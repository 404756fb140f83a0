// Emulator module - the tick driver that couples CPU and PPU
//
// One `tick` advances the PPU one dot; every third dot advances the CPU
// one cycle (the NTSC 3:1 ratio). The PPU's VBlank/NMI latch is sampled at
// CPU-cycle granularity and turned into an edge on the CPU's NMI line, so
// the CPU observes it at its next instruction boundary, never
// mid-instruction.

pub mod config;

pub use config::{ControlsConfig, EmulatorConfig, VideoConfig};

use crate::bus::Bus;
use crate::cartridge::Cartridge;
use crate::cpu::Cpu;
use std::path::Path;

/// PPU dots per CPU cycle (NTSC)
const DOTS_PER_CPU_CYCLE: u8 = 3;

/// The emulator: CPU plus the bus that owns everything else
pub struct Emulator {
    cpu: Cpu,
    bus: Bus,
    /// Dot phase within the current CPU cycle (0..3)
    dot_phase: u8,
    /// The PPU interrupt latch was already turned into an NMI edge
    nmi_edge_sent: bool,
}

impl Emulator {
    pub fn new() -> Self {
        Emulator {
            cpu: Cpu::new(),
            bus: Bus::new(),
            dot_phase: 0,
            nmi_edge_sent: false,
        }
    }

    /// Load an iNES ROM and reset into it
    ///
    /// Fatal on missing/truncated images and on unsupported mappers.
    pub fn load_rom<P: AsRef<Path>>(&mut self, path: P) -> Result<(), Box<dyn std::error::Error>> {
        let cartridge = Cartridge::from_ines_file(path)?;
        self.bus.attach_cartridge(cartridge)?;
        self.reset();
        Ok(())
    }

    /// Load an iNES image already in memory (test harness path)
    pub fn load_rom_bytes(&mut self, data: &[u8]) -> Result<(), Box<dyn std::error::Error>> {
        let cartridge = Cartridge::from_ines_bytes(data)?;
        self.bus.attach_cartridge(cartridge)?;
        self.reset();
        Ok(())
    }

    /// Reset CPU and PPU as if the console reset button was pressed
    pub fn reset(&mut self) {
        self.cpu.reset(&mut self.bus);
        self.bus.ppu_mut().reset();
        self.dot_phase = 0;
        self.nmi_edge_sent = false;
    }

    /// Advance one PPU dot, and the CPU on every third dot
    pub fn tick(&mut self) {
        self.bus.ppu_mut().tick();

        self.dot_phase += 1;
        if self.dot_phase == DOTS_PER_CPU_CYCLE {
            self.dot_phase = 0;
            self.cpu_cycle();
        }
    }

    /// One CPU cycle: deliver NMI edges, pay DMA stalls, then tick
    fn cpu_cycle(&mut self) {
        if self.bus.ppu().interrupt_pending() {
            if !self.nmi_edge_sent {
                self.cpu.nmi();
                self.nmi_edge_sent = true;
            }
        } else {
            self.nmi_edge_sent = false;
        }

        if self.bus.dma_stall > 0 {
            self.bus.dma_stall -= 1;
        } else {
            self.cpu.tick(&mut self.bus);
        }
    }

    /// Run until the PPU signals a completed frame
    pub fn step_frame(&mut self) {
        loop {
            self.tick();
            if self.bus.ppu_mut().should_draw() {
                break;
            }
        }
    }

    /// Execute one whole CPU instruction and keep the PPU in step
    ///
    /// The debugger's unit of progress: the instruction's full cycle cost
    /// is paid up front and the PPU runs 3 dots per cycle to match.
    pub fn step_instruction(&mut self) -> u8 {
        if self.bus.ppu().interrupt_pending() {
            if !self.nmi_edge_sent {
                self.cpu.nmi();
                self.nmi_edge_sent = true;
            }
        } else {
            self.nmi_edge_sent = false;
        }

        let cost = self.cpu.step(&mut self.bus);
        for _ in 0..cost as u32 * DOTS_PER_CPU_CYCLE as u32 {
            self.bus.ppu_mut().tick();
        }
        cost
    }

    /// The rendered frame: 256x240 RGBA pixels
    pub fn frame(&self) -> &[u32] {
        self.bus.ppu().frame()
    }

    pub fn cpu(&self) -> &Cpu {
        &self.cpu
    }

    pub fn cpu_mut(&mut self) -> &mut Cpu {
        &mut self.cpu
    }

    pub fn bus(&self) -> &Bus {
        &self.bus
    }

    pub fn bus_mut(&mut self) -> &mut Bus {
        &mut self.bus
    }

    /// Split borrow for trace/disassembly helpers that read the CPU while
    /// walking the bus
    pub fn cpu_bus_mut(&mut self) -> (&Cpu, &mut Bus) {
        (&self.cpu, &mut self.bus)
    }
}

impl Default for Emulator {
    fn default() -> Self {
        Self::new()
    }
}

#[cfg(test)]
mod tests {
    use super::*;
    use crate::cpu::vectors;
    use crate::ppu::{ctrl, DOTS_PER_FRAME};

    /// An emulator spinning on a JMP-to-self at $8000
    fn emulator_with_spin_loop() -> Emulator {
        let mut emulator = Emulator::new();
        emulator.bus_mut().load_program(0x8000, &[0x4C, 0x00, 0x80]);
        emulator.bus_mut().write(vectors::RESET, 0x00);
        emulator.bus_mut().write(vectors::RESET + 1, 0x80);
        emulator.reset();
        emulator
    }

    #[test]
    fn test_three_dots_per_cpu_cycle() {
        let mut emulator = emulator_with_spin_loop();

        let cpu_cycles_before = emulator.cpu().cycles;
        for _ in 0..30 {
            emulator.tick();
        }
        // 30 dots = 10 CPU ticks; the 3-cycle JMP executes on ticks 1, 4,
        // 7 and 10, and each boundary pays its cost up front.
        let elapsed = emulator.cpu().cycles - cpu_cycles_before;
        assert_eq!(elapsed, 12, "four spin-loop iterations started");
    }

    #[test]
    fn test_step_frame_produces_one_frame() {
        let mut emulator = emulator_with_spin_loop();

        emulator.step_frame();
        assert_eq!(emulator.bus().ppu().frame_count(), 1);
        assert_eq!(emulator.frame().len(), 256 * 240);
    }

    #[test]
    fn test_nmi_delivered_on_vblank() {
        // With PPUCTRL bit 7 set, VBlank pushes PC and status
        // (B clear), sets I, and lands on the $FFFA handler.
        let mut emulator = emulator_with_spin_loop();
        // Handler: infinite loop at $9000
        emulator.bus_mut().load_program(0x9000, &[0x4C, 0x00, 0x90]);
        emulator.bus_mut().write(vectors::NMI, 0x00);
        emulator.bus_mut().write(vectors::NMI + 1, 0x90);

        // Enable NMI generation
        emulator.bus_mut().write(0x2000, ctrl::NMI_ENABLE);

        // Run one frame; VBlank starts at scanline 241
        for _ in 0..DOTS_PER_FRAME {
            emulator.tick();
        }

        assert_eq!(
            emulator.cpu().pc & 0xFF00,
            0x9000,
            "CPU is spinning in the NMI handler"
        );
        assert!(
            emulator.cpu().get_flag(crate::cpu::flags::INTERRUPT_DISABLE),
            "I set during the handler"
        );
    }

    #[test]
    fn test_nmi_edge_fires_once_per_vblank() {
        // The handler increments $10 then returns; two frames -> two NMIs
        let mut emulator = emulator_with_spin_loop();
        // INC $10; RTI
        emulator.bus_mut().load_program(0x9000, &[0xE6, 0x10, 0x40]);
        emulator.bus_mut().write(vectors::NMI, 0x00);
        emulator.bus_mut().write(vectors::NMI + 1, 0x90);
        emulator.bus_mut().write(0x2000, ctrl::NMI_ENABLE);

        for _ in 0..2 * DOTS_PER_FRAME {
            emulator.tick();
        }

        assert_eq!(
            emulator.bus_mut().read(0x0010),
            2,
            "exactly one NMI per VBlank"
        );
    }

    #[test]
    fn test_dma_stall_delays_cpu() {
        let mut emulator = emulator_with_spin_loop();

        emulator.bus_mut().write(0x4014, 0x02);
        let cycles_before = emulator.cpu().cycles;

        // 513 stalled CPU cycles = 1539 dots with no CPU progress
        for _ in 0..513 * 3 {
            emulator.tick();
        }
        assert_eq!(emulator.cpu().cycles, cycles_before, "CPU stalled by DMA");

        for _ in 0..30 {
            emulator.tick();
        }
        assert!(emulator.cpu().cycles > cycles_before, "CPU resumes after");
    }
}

Problem statement -
Within the entries above, how many lines contain the word "boundary"? State the number only.

Written answer -
2